In 1871 plans were made for what would later become the Nederlands Indische Droogdok Maatschappij (NIDM) or Netherlands Indies Drydock Company. The plan was to found two complete repair shipyards, including smithy, carpentry etc. One repair shipyard would service Batavia, the other Surabaya. Each would include a dry dock. The first attempts to raise the required capital failed, and in the end British investors stepped in. By 15 April 1873 the last shares were placed and the NIDM was founded.

On 6 February 1874 the management of the NIDM in the East Indies inspected Amsterdam Island and the island Middelburg (Rambut). They liked the general conditions on Amsterdam Island and found a location on its southern coast. Here the water was on average 8 fathoms (i.e. 48 feet) deep at 35 meters from the shore. Enough for ships to anchor, and for the dry dock to be lowered deeply enough to receive ships.
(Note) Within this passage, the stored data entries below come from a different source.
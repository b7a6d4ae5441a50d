//! # Sync Scheduler
//!
//! Periodic fan-out of one sync job per active user, plus the manual trigger.
//! Time and the job queue are injected so ticks can be driven from tests
//! without waiting on the wall clock.

use std::sync::Arc;

use anyhow::Result;
use async_trait::async_trait;
use chrono::{DateTime, Utc};
use metrics::{counter, histogram};
use tokio::time::{Duration as TokioDuration, Instant, sleep};
use tokio_util::sync::CancellationToken;
use tracing::{debug, error, info, instrument, warn};
use uuid::Uuid;

use crate::models::SyncTrigger;
use crate::models::sync_job::Model as SyncJobModel;
use crate::repositories::{SyncJobRepository, UserRepository};
use crate::telemetry::metric_names::{SYNC_ENQUEUE_FAILURES, SYNC_JOBS_ENQUEUED};

/// Source of the current time
pub trait Clock: Send + Sync {
    fn now(&self) -> DateTime<Utc>;
}

#[derive(Debug, Clone, Copy, Default)]
pub struct SystemClock;

impl Clock for SystemClock {
    fn now(&self) -> DateTime<Utc> {
        Utc::now()
    }
}

/// Destination for sync jobs
#[async_trait]
pub trait JobEnqueuer: Send + Sync {
    async fn enqueue(
        &self,
        user_id: Uuid,
        trigger: SyncTrigger,
        scheduled_at: DateTime<Utc>,
    ) -> Result<SyncJobModel>;
}

#[async_trait]
impl JobEnqueuer for SyncJobRepository {
    async fn enqueue(
        &self,
        user_id: Uuid,
        trigger: SyncTrigger,
        scheduled_at: DateTime<Utc>,
    ) -> Result<SyncJobModel> {
        Ok(SyncJobRepository::enqueue(self, user_id, trigger, scheduled_at).await?)
    }
}

/// Users the periodic trigger fans out over
#[async_trait]
pub trait UserDirectory: Send + Sync {
    async fn active_user_ids(&self) -> Result<Vec<Uuid>>;
}

#[async_trait]
impl UserDirectory for UserRepository {
    async fn active_user_ids(&self) -> Result<Vec<Uuid>> {
        Ok(self.list_active_ids().await?)
    }
}

/// Outcome of one periodic tick
#[derive(Debug, Clone, Default, PartialEq, Eq)]
pub struct TickReport {
    pub enqueued: Vec<Uuid>,
    pub failed: Vec<Uuid>,
}

#[derive(Clone)]
pub struct SyncScheduler {
    clock: Arc<dyn Clock>,
    enqueuer: Arc<dyn JobEnqueuer>,
    users: Arc<dyn UserDirectory>,
    interval: TokioDuration,
}

impl SyncScheduler {
    pub fn new(
        clock: Arc<dyn Clock>,
        enqueuer: Arc<dyn JobEnqueuer>,
        users: Arc<dyn UserDirectory>,
        interval_seconds: u64,
    ) -> Self {
        Self {
            clock,
            enqueuer,
            users,
            interval: TokioDuration::from_secs(interval_seconds.max(1)),
        }
    }

    /// Run the periodic loop until the shutdown token fires.
    #[instrument(skip_all)]
    pub async fn run(self, shutdown: CancellationToken) {
        info!(interval_seconds = self.interval.as_secs(), "Starting sync scheduler");

        loop {
            tokio::select! {
                _ = shutdown.cancelled() => {
                    info!("Sync scheduler shutdown requested");
                    break;
                }
                _ = sleep(self.interval) => {
                    let tick_started = Instant::now();
                    if let Err(err) = self.tick().await {
                        error!(error = ?err, "Scheduler tick failed");
                    }
                    histogram!("sync_scheduler_tick_duration_ms")
                        .record(tick_started.elapsed().as_secs_f64() * 1_000.0);
                }
            }
        }

        info!("Sync scheduler stopped");
    }

    /// Enqueues one periodic job per active user.
    ///
    /// An enqueue failure is logged against that user and the fan-out carries
    /// on. Only failing to list users fails the tick.
    pub async fn tick(&self) -> Result<TickReport> {
        let now = self.clock.now();
        let user_ids = self.users.active_user_ids().await?;
        let mut report = TickReport::default();

        for user_id in user_ids {
            match self
                .enqueuer
                .enqueue(user_id, SyncTrigger::Periodic, now)
                .await
            {
                Ok(_) => {
                    counter!(SYNC_JOBS_ENQUEUED, "trigger" => "periodic").increment(1);
                    report.enqueued.push(user_id);
                }
                Err(err) => {
                    counter!(SYNC_ENQUEUE_FAILURES).increment(1);
                    warn!(user_id = %user_id, error = ?err, "Failed to enqueue periodic sync");
                    report.failed.push(user_id);
                }
            }
        }

        debug!(
            enqueued = report.enqueued.len(),
            failed = report.failed.len(),
            "Scheduler tick completed"
        );

        Ok(report)
    }

    /// Enqueues a job for one user and returns it without waiting for the run
    #[instrument(skip(self), fields(user_id = %user_id))]
    pub async fn trigger_manual(&self, user_id: Uuid) -> Result<SyncJobModel> {
        let job = self
            .enqueuer
            .enqueue(user_id, SyncTrigger::Manual, self.clock.now())
            .await?;
        counter!(SYNC_JOBS_ENQUEUED, "trigger" => "manual").increment(1);
        Ok(job)
    }
}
The biggest asset of the shipyard would be Batavia Dock. This was a massive 354 feet long iron dry dock that was supposed to be able to lift most existing merchant ships. The parts of Batavia Dock would be assembled at Amsterdam Island. In August 1874 3,000 piculs of stones were brought from Europe to Batavia for 'the dry dock company'. In November 1874 there were riots with the local population on Amsterdam Island, caused by the behavior of one of the employees of the contractor. By August 1876 Batavia Dock was expected to be in service before the end of 1876. In February 1877 Batavia Dock was finally launched.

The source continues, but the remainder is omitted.